Downsampling by adding n^dim elements together in numpy/sparse


for a personal project I am trying to downsample a 3d grid, represented as sparse.COO array, with image like data (Index encodes spatial information, value encodes mass).

As far as I know, sparse covers the most important parts of the numpy API, so I will use numpy as an example from here on. Unfortunately, some Frameworks don't handle arrays with many non-zero entries very well.

I tried to write a function, that sums a block of 2^3=8 elements together, based on this question NumPy: sum every n columns of matrix, but my version messes up the indeces:

sparray = np.arange(10*10*10).reshape(10,10,10)

#number of entries to sum in every direction, 2 for only neighbours
num_entries = 2

#the last 3 axis of the reshaped array
axis = tuple(range(-sparray.ndim,0))

downsampled_array = sparray.reshape(
    tuple(
        [int(s/num_entries) for s in sparray.shape]+[num_entries]*sparray.ndim
    )
).sum(axis=axis)

A 2d example Example:

sparray = np.arange(4*4).reshape(4,4)
>>>array(
  [[ 0,  1,  2,  3],
   [ 4,  5,  6,  7],
   [ 8,  9, 10, 11],
   [12, 13, 14, 15]])

axis = tuple(range(-sparray.ndim,0))
>>>(-2, -1)

#This is what the code does:
>>>array(
  [[ 6, 22],
   [38, 54]])

#should do:
array(
[[10, 19],
 [42, 50]]
)

thanks in advance, it is probably some really stupid mistake.


Solution

  • Solved.
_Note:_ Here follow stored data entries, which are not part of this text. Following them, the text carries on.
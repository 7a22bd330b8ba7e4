// TaskSense command-line entry point
// Classifies tasks from arguments or JSON lines and prints JSON.

use std::fs;
use std::io::{self, Write};
use std::path::PathBuf;
use std::process;

use anyhow::{Context, Result};
use clap::{Parser, Subcommand};
use tracing::{error, info};
use tracing_subscriber::EnvFilter;

use tasksense_core::batch::classify_lines;
use tasksense_core::config::AppConfig;
use tasksense_core::intake::TaskIntake;

#[derive(Parser)]
#[command(name = "tasksense", version, about = "Infer task priority and category")]
struct Cli {
    /// JSON vocabulary file replacing the built-in one
    #[arg(long, global = true)]
    patterns: Option<PathBuf>,

    /// Log filter directive (e.g. "debug", "tasksense_core=trace")
    #[arg(long, global = true)]
    log: Option<String>,

    #[command(subcommand)]
    command: Command,
}

#[derive(Subcommand)]
enum Command {
    /// Analyze a single task and print the result
    Analyze {
        #[arg(long)]
        title: String,
        #[arg(long)]
        description: Option<String>,
        /// Include the per-level and per-category score breakdown
        #[arg(long)]
        explain: bool,
        #[arg(long)]
        pretty: bool,
    },
    /// Classify JSON lines ({"title", "description"?, "priority"?, "category"?})
    Batch {
        file: PathBuf,
        /// Worker threads (defaults to TASKSENSE_BATCH_WORKERS or 4)
        #[arg(long, value_parser = AppConfig::parse_workers)]
        workers: Option<usize>,
    },
    /// Print the active vocabulary as JSON
    Patterns,
}

fn init_tracing(filter: &str) {
    // stderr keeps stdout clean for JSON output
    tracing_subscriber::fmt()
        .with_writer(io::stderr)
        .with_env_filter(EnvFilter::try_new(filter).unwrap_or_else(|_| EnvFilter::new("warn")))
        .init();
}

fn to_json<T: serde::Serialize>(value: &T, pretty: bool) -> Result<String> {
    let json = if pretty {
        serde_json::to_string_pretty(value)?
    } else {
        serde_json::to_string(value)?
    };
    Ok(json)
}

fn run(cli: Cli) -> Result<bool> {
    let mut config = AppConfig::from_env().context("Failed to read configuration")?;
    if let Some(path) = cli.patterns {
        config.patterns_path = Some(path);
    }
    if let Some(filter) = cli.log {
        config.log_filter = Some(filter);
    }
    init_tracing(&config.effective_log_filter());

    let analyzer = config
        .build_analyzer()
        .context("Failed to load vocabulary")?;

    let stdout = io::stdout();
    let mut out = stdout.lock();

    match cli.command {
        Command::Analyze {
            title,
            description,
            explain,
            pretty,
        } => {
            let json = if explain {
                to_json(&analyzer.analyze_detailed(&title, description.as_deref()), pretty)?
            } else {
                to_json(&analyzer.analyze(&title, description.as_deref()), pretty)?
            };
            writeln!(out, "{}", json)?;
            Ok(true)
        }
        Command::Batch { file, workers } => {
            let input = fs::read_to_string(&file)
                .with_context(|| format!("Failed to read {}", file.display()))?;
            let workers = workers.unwrap_or(config.batch_workers);
            let intake = TaskIntake::new(analyzer);

            let items = classify_lines(&intake, &input, workers);
            let mut failures = 0;
            for item in &items {
                match &item.outcome {
                    Ok(task) => writeln!(out, "{}", to_json(task, false)?)?,
                    Err(e) => {
                        failures += 1;
                        error!("Line {}: {}", item.line, e);
                    }
                }
            }
            info!(
                "Batch finished: {} classified, {} failed",
                items.len() - failures,
                failures
            );
            Ok(failures == 0)
        }
        Command::Patterns => {
            writeln!(out, "{}", analyzer.patterns().to_json_pretty()?)?;
            Ok(true)
        }
    }
}

fn main() {
    dotenv::dotenv().ok();

    let cli = Cli::parse();

    match run(cli) {
        Ok(true) => {}
        Ok(false) => process::exit(1),
        Err(e) => {
            eprintln!("Error: {e}");
            for cause in e.chain().skip(1) {
                eprintln!("  Caused by: {cause}");
            }
            process::exit(1);
        }
    }
}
One needs to interleave the extra dimensions:

    def downsample(sparray: sparse.COO, block_size: int):
        if any(x%block_size != 0 for x in sparray.shape):
            return IndexError('One of the Array dimensions is not divisible by the block_size')
    
        axis = tuple(range(1, 2 * sparray.ndim + 1, 2))
        shape = tuple(index for s in sparray.shape for index in (int(s/block_size), block_size))
        return sparray.reshape(shape).sum(axis=axis)